[[ Material for this exercise open ]]

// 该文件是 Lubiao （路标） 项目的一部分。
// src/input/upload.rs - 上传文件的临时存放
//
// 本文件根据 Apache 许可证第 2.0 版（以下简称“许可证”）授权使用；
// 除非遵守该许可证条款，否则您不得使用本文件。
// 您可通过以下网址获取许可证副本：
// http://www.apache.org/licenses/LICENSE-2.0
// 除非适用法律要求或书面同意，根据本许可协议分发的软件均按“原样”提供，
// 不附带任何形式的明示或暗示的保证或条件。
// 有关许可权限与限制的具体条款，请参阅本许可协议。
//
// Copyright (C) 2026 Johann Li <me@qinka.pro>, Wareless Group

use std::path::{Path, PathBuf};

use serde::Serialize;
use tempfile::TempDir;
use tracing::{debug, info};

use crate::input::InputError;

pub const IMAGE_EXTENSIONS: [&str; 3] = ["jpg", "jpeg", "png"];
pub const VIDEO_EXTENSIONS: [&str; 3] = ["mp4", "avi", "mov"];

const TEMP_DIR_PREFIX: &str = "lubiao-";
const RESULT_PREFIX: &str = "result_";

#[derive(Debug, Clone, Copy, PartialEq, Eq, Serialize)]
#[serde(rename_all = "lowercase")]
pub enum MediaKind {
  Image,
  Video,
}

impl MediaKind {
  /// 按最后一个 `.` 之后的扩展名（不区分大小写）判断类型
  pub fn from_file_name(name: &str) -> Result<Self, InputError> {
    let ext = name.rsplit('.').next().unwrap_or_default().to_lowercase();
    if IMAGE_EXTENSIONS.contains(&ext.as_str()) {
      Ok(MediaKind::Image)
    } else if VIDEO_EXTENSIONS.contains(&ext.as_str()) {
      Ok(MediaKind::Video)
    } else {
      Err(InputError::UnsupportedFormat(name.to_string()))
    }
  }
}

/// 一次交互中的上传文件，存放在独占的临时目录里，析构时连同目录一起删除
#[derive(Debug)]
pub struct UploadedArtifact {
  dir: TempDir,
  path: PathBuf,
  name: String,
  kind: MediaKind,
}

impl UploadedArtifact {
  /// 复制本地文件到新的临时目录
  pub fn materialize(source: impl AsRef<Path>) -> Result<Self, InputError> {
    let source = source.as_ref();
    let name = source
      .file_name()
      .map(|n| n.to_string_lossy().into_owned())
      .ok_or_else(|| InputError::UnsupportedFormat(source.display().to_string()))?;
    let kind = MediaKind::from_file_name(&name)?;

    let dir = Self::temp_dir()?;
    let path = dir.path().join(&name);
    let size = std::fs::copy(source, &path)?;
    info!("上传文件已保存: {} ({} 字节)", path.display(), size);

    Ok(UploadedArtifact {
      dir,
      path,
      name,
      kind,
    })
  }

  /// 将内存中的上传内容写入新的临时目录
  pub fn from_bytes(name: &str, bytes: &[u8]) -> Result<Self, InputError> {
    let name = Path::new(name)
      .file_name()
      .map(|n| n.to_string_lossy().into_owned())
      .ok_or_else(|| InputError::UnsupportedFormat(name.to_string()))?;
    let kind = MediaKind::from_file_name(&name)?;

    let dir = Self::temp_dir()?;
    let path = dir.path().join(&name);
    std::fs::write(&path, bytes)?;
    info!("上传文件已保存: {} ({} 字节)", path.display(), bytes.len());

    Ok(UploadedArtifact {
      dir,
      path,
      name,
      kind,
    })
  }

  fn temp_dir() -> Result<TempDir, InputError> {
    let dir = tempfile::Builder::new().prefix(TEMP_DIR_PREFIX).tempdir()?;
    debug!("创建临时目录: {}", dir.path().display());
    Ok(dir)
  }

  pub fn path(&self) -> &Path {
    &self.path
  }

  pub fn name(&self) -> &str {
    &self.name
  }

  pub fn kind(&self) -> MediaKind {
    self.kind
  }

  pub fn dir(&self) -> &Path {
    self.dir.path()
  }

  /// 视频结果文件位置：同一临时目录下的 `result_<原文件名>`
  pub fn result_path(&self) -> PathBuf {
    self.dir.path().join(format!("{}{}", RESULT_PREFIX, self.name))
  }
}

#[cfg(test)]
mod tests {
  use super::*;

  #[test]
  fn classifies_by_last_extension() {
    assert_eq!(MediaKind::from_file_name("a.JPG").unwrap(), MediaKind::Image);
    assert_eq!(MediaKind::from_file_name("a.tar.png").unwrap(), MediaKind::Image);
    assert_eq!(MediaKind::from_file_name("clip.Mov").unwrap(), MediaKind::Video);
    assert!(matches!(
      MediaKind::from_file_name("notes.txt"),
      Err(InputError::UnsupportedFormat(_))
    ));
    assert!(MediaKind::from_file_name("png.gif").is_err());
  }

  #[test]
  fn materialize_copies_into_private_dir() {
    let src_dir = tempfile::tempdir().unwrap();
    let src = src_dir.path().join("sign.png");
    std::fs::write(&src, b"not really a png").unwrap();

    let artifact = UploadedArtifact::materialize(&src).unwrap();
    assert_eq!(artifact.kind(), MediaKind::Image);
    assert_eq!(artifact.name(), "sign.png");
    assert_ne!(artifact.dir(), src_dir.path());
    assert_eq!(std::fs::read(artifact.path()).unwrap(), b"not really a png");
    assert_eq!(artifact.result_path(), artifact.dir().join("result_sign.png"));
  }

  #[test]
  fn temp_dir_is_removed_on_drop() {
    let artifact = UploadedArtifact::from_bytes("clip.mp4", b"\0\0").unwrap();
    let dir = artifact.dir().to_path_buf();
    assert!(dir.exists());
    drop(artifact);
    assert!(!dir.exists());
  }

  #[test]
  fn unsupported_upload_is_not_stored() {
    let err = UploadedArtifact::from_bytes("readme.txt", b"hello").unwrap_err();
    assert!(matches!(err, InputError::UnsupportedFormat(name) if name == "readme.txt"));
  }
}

[[ Material for this exercise closed ]]
[[ Material for this exercise open ]]

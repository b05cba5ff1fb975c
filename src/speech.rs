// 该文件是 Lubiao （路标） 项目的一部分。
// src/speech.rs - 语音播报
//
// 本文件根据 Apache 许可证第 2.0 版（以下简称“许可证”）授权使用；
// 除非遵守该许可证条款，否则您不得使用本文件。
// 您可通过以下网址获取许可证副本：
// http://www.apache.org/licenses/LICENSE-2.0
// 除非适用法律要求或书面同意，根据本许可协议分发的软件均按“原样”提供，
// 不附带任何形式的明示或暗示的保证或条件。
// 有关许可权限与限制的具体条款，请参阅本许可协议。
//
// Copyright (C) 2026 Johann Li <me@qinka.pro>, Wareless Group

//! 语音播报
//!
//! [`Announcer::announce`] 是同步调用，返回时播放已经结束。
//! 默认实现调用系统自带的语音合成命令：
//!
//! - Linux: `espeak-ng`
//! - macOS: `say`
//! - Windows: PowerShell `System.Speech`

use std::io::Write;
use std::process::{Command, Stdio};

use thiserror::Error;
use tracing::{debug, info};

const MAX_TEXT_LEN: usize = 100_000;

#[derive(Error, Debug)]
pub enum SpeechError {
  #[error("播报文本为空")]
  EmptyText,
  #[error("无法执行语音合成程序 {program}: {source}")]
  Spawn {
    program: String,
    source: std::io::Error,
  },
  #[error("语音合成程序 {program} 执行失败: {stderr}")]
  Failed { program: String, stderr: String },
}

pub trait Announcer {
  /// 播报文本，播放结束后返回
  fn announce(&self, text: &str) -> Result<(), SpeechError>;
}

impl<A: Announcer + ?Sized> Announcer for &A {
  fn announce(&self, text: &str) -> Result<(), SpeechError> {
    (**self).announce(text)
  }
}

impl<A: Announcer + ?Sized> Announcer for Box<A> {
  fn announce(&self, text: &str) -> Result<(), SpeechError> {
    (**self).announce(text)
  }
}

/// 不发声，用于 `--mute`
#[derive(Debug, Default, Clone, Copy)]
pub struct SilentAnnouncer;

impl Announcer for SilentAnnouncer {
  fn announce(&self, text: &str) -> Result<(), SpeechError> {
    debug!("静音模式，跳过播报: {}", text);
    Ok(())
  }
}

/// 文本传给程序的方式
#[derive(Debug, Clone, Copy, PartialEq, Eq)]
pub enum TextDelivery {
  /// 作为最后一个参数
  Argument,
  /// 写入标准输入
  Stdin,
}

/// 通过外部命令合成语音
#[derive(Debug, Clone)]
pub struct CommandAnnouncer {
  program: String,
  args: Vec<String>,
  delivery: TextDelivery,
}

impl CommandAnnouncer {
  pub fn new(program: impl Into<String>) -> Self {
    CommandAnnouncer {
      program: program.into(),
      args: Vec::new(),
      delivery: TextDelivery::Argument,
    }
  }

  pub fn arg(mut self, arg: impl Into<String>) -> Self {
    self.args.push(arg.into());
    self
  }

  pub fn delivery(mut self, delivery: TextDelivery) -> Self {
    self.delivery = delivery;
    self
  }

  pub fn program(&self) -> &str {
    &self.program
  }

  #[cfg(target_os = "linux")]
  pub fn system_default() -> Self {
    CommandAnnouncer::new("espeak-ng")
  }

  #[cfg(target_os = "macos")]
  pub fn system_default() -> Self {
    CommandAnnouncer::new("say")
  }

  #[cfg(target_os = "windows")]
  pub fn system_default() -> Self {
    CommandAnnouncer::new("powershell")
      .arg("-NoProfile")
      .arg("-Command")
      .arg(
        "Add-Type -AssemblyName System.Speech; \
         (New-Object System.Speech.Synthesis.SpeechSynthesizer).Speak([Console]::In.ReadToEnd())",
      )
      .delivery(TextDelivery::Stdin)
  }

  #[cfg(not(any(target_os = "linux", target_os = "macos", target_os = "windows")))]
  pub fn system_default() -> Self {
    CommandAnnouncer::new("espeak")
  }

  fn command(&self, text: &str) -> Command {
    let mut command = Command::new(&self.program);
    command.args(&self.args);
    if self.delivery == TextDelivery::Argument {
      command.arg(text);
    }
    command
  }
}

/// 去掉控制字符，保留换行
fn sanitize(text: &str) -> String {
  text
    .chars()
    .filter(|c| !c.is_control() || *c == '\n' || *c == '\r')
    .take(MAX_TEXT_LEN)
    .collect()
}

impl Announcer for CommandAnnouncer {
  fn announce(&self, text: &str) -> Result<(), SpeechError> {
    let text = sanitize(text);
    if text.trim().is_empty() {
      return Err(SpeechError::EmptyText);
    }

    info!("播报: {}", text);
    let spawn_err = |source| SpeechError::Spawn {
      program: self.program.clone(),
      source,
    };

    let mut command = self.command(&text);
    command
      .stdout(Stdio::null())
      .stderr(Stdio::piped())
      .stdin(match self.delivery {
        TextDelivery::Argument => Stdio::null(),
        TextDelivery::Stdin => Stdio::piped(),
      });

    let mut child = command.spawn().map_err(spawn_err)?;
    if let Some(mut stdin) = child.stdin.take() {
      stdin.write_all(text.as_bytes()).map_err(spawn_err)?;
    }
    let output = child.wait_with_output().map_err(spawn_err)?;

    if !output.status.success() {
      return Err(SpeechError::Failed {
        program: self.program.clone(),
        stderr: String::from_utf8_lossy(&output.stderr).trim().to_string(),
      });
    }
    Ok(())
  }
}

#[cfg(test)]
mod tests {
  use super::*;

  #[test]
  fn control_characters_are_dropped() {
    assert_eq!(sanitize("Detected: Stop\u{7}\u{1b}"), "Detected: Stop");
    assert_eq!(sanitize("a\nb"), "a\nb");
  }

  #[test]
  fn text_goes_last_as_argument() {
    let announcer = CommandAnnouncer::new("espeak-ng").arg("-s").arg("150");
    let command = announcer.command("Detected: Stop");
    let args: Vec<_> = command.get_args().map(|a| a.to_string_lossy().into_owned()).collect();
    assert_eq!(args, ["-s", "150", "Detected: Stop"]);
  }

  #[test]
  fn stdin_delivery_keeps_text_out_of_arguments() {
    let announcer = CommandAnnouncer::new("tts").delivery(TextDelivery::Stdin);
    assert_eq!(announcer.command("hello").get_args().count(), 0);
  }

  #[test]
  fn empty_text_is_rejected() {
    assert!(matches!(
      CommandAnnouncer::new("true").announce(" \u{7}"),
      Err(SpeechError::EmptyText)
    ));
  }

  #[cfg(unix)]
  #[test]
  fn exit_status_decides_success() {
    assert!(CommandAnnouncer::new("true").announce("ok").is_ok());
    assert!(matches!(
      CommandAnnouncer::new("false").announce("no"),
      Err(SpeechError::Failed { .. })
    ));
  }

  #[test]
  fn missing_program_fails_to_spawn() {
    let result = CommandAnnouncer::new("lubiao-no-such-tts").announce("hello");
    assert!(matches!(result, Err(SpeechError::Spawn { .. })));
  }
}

[[ Material for this exercise closed ]]

Aim of the exercise :: Please copy out each line of the data in which the word "info" occurs.

Solution to the exercise ::
use tracing::{debug, info};
    info!("上传文件已保存: {} ({} 字节)", path.display(), size);
    info!("上传文件已保存: {} ({} 字节)", path.display(), bytes.len());
use tracing::{debug, info};
    info!("播报: {}", text);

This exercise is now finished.